Problem
Your task is to copy every line below that contains the word "EnvFilter".

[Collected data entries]
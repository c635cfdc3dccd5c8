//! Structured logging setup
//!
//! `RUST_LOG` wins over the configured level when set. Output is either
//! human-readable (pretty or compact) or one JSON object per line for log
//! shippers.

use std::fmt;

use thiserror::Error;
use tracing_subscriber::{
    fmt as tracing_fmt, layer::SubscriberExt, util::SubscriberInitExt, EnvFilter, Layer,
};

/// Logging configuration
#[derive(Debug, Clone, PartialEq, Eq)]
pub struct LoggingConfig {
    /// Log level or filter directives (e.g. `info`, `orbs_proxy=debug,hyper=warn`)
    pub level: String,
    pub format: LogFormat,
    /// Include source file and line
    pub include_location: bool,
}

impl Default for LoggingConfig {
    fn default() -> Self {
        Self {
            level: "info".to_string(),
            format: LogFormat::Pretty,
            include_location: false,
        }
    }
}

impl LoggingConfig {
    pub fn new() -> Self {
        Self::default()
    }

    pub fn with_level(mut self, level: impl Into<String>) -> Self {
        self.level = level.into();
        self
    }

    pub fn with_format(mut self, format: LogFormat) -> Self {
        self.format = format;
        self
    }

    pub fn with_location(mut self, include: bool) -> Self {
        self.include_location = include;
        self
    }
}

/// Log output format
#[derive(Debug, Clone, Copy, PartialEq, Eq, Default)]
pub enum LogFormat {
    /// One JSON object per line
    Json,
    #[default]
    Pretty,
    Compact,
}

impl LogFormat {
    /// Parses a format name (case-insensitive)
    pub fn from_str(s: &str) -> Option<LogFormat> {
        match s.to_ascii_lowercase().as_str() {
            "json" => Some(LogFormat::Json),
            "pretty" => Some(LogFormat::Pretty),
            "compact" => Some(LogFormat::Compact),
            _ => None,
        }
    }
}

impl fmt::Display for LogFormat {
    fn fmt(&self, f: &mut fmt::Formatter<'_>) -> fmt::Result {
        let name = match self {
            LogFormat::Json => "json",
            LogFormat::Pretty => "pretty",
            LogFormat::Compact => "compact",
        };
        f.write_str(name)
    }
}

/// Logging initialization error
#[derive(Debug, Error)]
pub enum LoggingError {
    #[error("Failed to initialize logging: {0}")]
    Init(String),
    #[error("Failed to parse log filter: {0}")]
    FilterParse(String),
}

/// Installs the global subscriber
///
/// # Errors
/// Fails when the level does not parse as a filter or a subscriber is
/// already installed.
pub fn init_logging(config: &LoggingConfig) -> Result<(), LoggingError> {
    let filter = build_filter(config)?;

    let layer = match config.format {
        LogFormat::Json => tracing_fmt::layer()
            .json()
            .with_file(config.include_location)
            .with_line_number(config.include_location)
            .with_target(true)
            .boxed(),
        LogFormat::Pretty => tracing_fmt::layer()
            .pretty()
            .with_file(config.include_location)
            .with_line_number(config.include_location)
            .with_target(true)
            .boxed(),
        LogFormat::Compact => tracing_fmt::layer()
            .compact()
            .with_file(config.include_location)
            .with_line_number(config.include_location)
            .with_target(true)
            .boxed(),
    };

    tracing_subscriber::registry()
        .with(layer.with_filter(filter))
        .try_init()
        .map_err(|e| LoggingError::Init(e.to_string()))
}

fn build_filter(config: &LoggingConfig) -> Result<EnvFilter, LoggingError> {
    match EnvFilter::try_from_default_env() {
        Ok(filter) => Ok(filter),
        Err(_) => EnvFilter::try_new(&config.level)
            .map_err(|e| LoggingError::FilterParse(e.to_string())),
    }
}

Answer section
    fmt as tracing_fmt, layer::SubscriberExt, util::SubscriberInitExt, EnvFilter, Layer,
fn build_filter(config: &LoggingConfig) -> Result<EnvFilter, LoggingError> {
    match EnvFilter::try_from_default_env() {
        Err(_) => EnvFilter::try_new(&config.level)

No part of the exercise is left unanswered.